= Action item =
Return every line from the records below with the string "loop".

= Excerpted records =
----------

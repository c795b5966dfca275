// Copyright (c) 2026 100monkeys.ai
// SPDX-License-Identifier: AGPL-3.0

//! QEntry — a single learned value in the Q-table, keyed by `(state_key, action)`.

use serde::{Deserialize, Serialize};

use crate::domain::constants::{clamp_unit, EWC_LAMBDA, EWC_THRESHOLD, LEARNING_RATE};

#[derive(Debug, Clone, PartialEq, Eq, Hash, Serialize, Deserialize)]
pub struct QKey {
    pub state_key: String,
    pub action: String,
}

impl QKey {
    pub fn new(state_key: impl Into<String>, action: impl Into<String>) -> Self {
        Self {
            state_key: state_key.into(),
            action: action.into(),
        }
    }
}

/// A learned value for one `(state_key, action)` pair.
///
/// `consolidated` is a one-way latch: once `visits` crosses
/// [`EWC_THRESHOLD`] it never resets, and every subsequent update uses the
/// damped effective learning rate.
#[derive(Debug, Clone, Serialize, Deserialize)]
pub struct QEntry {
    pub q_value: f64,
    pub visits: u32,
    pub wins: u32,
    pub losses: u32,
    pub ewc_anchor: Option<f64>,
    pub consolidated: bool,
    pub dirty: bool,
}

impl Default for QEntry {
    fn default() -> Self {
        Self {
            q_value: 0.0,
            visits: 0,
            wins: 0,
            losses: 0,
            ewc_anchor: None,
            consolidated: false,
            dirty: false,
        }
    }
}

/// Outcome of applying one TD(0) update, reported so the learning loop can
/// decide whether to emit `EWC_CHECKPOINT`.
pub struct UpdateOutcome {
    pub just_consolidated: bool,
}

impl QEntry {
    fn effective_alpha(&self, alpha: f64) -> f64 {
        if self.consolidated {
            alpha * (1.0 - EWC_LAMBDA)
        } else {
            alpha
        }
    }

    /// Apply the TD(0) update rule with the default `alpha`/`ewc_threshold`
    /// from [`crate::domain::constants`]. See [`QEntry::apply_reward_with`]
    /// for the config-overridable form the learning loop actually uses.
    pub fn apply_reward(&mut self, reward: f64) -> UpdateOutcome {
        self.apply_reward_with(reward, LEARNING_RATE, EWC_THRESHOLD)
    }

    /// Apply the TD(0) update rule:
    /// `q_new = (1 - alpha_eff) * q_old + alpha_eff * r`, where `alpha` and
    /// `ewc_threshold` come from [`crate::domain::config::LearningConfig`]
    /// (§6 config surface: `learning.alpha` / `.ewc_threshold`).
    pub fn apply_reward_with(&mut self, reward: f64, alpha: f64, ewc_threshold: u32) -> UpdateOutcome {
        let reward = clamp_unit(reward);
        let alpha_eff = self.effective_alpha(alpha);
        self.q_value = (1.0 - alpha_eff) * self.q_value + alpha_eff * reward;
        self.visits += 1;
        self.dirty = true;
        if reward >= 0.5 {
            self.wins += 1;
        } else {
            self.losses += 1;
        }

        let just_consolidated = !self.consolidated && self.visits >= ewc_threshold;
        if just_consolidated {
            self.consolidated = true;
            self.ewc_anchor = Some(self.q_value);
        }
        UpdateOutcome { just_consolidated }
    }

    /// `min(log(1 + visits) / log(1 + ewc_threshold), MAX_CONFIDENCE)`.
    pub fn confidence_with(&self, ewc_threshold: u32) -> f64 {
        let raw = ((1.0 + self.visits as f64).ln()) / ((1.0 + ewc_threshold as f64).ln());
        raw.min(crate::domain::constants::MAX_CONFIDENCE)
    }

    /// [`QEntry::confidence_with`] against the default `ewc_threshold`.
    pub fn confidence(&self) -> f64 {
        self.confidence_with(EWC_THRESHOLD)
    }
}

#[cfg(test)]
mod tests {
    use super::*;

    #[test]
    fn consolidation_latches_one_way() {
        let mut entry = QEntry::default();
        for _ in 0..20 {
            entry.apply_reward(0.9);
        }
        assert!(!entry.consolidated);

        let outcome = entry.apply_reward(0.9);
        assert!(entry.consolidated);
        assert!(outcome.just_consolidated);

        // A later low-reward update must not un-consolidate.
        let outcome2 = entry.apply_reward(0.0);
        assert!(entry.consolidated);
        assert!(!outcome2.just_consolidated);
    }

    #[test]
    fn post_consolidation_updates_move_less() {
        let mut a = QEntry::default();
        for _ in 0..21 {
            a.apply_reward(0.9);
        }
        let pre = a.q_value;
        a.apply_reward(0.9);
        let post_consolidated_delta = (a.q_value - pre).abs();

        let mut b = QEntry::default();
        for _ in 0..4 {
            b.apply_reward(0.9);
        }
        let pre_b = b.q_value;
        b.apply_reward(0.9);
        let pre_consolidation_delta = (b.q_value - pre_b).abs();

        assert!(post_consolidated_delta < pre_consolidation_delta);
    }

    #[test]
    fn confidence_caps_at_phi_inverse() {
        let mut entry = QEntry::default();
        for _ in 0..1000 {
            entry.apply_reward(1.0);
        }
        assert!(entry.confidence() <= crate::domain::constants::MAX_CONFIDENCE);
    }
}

----------

= Task solution =
/// Outcome of applying one TD(0) update, reported so the learning loop can
    /// for the config-overridable form the learning loop actually uses.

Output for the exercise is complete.